Set in the 1980s world of macho cowboy Texas, this film features a community where rodeo bull riding, alcohol, sex and drugs are the normal activities, for the men, punctuated only by having to go to work for those lucky enough to have a job. At one point the lead character describes normal life as "ice-cold beer and bull riding".

That may well be the context but the film explores two important areas. Firstly it explores how poorly equipped governments are in terms of their ability to respond quickly and helpfully to emerging new diseases and how the murky waters of pharmaceutical corporations' finances may or may not buy access to markets. Secondly it explores homophobia and transphobia as it tries to explode the myth that HIV and AIDS only exist within, and therefore are only a problem for, the gay and transgender communities.

The central character is Ron Woodroof played by Matthew McConaughey - also a native Texan, who lost a lot of weight (38lbs) to play the role. He doesn't so much play the role as inhabit the character and is fully deserving of the Oscar he picked up for doing so, as is Jared Leto who also won an Oscar for playing trans AIDS patient Rayon. Jennifer Garner puts in a strong performance as Dr Eve Sacks.

McConaughey before losing weight and as Roy Woodroof in the film

The film is based on a true story and gives an authentic feel to the desperate hopelessness of those with HIV and AIDS in the mid 1980s when no reliable treatment or therapy existed. All that was available were trials of possible new treatments with horrific side-effects which seemed to offer some hope for delaying death - and then only if your hospital was chosen by the pharmaceutical companies to take part in the trial (for which they paid the hospital and lead physicians handsomely). Medical ethics and the hippocratic oath come under close scrutiny in this film and the only clinicians that emerge with any integrity are Sacks and Vass who has to practise in Mexico as the US withdrew his licence because he offered the wrong kind of help to those with HIV/AIDS.

Many of the characters travel similar arcs and the narrative is driven by their evolution. To begin with Woodroof is a self-obsessed hedonist who is angry that unprotected sex, drunkenness and drug addiction should have any consequences beyond a hangover. By the end of the film he has changed significantly and is more concerned with helping as many sufferers as possible, rather than his original goal of making as much money as possible. Despite the transformations in all the main characters, including a more accommodating view on gay and transgender people, it is essentially a film that documents how much Woodroof can do before he dies.

It is a sad film, a moving film, but also a film about hope, love, communities of suffering and human ability to rise to a challenge in a time of crisis. It is also a damning indictment of the USA's Food and Drug Administration and how so often it appears to act unilaterally and not in a way that takes account of the outcomes of foreign drug trials - except when it benefits American pharmaceutical companies. It also highlights the inability of the law to act with any compassion and the institutional bureaucracy that underpins government, growing fat in the process.

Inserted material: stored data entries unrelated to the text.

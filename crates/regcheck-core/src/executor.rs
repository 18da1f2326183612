//! Test-case execution and classification.
//!
//! ## Execution Model
//!
//! 1. Every case runs `"<runtime> <executable>"` in its own process, with the
//!    case's input lines on stdin.
//! 2. The runtime's standard error is checked for the internal-error
//!    signature, then scraped into a [`RegisterDump`].
//! 3. Expected registers are compared in ascending index order.
//! 4. All cases run concurrently and all of them settle; results come back
//!    in suite order regardless of completion order.

use std::collections::BTreeMap;
use std::fmt;
use std::path::Path;
use std::thread;

use crate::config::{MismatchPolicy, RunConfig};
use crate::dump::{find_internal_error, parse_register_dump, RegisterDump};
use crate::process::ProcessRunner;
use crate::suite::{RegisterIndex, TestCase, TestSuite};

/// Message for a runtime whose output holds no register tokens.
pub const NO_REGISTERS_MESSAGE: &str = "no register values found in runtime output";

/// One register that did not hold its expected value.
#[derive(Debug, Clone, Copy, PartialEq, Eq)]
pub struct Mismatch {
    /// 1-based register index.
    pub register: RegisterIndex,
    /// Value from the suite.
    pub expected: i64,
    /// Value from the dump, or `None` if the dump was too short.
    pub actual: Option<u32>,
}

/// Terminal classification of a single test case.
#[derive(Debug, Clone, PartialEq, Eq)]
pub enum CaseOutcome {
    /// Every expected register matched.
    Success,
    /// At least one register mismatched. Never empty.
    Failure(Vec<Mismatch>),
    /// The runtime reported an internal error, or the case could not run.
    RuntimeError(String),
}

impl CaseOutcome {
    /// Returns true for [`CaseOutcome::Success`].
    #[must_use]
    pub const fn is_success(&self) -> bool {
        matches!(self, Self::Success)
    }
}

/// Outcome of one named case.
#[derive(Debug, Clone, PartialEq, Eq)]
pub struct CaseResult {
    /// Case name from the suite.
    pub name: String,
    /// Classification.
    pub outcome: CaseOutcome,
}

/// Results of every case in suite order.
#[derive(Debug, Clone, Default, PartialEq, Eq)]
pub struct SuiteRun {
    /// One result per case.
    pub results: Vec<CaseResult>,
}

impl SuiteRun {
    /// Returns true if every case succeeded.
    #[must_use]
    pub fn all_passed(&self) -> bool {
        self.results.iter().all(|r| r.outcome.is_success())
    }

    /// Returns counts for summary reporting.
    #[must_use]
    pub fn summary(&self) -> RunSummary {
        let mut summary = RunSummary {
            total: self.results.len(),
            ..RunSummary::default()
        };
        for result in &self.results {
            match result.outcome {
                CaseOutcome::Success => summary.passed += 1,
                CaseOutcome::Failure(_) => summary.failed += 1,
                CaseOutcome::RuntimeError(_) => summary.errored += 1,
            }
        }
        summary
    }
}

/// Summary counts for a run.
#[derive(Debug, Clone, Copy, Default, PartialEq, Eq)]
pub struct RunSummary {
    /// Cases that succeeded.
    pub passed: usize,
    /// Cases with register mismatches.
    pub failed: usize,
    /// Cases that hit a runtime error.
    pub errored: usize,
    /// All cases.
    pub total: usize,
}

impl fmt::Display for RunSummary {
    fn fmt(&self, f: &mut fmt::Formatter<'_>) -> fmt::Result {
        write!(
            f,
            "{} passed, {} failed, {} errored",
            self.passed, self.failed, self.errored
        )
    }
}

/// Command line that runs `executable` under `runtime`.
#[must_use]
pub fn invocation_command(runtime: &str, executable: &Path) -> String {
    format!("{runtime} {}", executable.display())
}

/// Runs every case of `suite` against `executable` concurrently.
///
/// Each case gets its own thread and process. A case that fails, errors,
/// or panics never prevents the others from settling.
pub fn run_suite<R>(
    suite: &TestSuite,
    executable: &Path,
    runner: &R,
    config: &RunConfig,
) -> SuiteRun
where
    R: ProcessRunner + Sync,
{
    let command = invocation_command(&suite.runtime, executable);
    let command = command.as_str();

    let results: Vec<CaseResult> = thread::scope(|scope| {
        let handles: Vec<_> = suite
            .tests
            .iter()
            .map(|(name, case)| {
                let handle = scope.spawn(move || {
                    log::debug!("running `{name}`: {command}");
                    run_case(runner, command, case, config)
                });
                (name, handle)
            })
            .collect();

        handles
            .into_iter()
            .map(|(name, handle)| CaseResult {
                name: name.clone(),
                outcome: handle.join().unwrap_or_else(|_| {
                    CaseOutcome::RuntimeError("test case panicked".to_string())
                }),
            })
            .collect()
    });

    SuiteRun { results }
}

/// Runs one case and classifies its outcome.
pub fn run_case(
    runner: &impl ProcessRunner,
    command: &str,
    case: &TestCase,
    config: &RunConfig,
) -> CaseOutcome {
    match runner.run(command, &case.stdin(), config.timeout) {
        Ok(output) => classify(&output.stderr_text(), case, config.mismatch_policy),
        Err(e) => CaseOutcome::RuntimeError(e.to_string()),
    }
}

/// Classifies a case from the runtime's standard error text.
#[must_use]
pub fn classify(stderr: &str, case: &TestCase, policy: MismatchPolicy) -> CaseOutcome {
    if !case.expects_error {
        if let Some(message) = find_internal_error(stderr) {
            return CaseOutcome::RuntimeError(message.to_string());
        }
    }

    let dump = parse_register_dump(stderr);
    if dump.is_empty() && !case.expected.is_empty() {
        return CaseOutcome::RuntimeError(NO_REGISTERS_MESSAGE.to_string());
    }

    let mismatches = compare_registers(&dump, &case.expected, policy);
    if mismatches.is_empty() {
        CaseOutcome::Success
    } else {
        CaseOutcome::Failure(mismatches)
    }
}

/// Compares expected registers against the dump in ascending index order.
#[must_use]
pub fn compare_registers(
    dump: &RegisterDump,
    expected: &BTreeMap<RegisterIndex, i64>,
    policy: MismatchPolicy,
) -> Vec<Mismatch> {
    let mut mismatches = expected.iter().filter_map(|(&register, &expected)| {
        let actual = dump.get(register);
        (actual.map(i64::from) != Some(expected)).then_some(Mismatch {
            register,
            expected,
            actual,
        })
    });

    match policy {
        MismatchPolicy::First => mismatches.next().into_iter().collect(),
        MismatchPolicy::All => mismatches.collect(),
    }
}
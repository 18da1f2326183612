//! Optional preprocessing step that produces the executable under test.

use std::fs;
use std::path::{Path, PathBuf};

use crate::error::BuildError;
use crate::process::ProcessRunner;
use crate::suite::TestSuite;

/// Default output path: the source's directory joined with its file stem.
#[must_use]
pub fn default_destination(source: &Path) -> PathBuf {
    let stem = source.file_stem().unwrap_or_default();
    source
        .parent()
        .map_or_else(|| PathBuf::from(stem), |dir| dir.join(stem))
}

/// Resolves the executable every test case runs against.
///
/// Without a preprocessor this is `source` itself. Otherwise the source bytes
/// are piped through the preprocessor and its stdout is written to the
/// suite's `destination`, or to [`default_destination`] when unset.
///
/// # Errors
///
/// Returns [`BuildError`] if the source cannot be read, the preprocessor
/// fails to launch or exits nonzero, or the output cannot be written.
pub fn prepare_executable(
    suite: &TestSuite,
    source: &Path,
    runner: &impl ProcessRunner,
) -> Result<PathBuf, BuildError> {
    let Some(preprocessor) = suite.preprocessor.as_deref() else {
        return Ok(source.to_path_buf());
    };

    let destination = suite
        .destination
        .clone()
        .unwrap_or_else(|| default_destination(source));
    build_executable(preprocessor, source, &destination, runner)?;
    Ok(destination)
}

/// Pipes `source` through `preprocessor` and writes its stdout to
/// `destination`, creating or overwriting the file.
///
/// # Errors
///
/// See [`prepare_executable`].
pub fn build_executable(
    preprocessor: &str,
    source: &Path,
    destination: &Path,
    runner: &impl ProcessRunner,
) -> Result<(), BuildError> {
    let input = fs::read(source).map_err(|source_err| BuildError::ReadSource {
        path: source.to_path_buf(),
        source: source_err,
    })?;

    if destination == source {
        log::warn!(
            "build output {} overwrites its own source",
            destination.display()
        );
    }
    log::debug!(
        "building {} -> {} with `{preprocessor}`",
        source.display(),
        destination.display()
    );

    let output = runner.run(preprocessor, &input, None)?;
    if !output.success() {
        return Err(BuildError::PreprocessorFailed {
            command: preprocessor.to_string(),
            code: output.exit_code,
            stderr: output.stderr_text(),
        });
    }

    fs::write(destination, &output.stdout).map_err(|source| BuildError::WriteExecutable {
        path: destination.to_path_buf(),
        source,
    })
}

This is also an important film, not only because it is a very good piece of cinematography with great acting, but through the script it offers a valuable social commentary on a period that has all too easily been forgotten - except by those living with the aftermath of it. If you have strong resolve and can put up with expletive-ridden sentences, then do watch this is you haven't already seen it. For me, it's another film worthy of 9/10!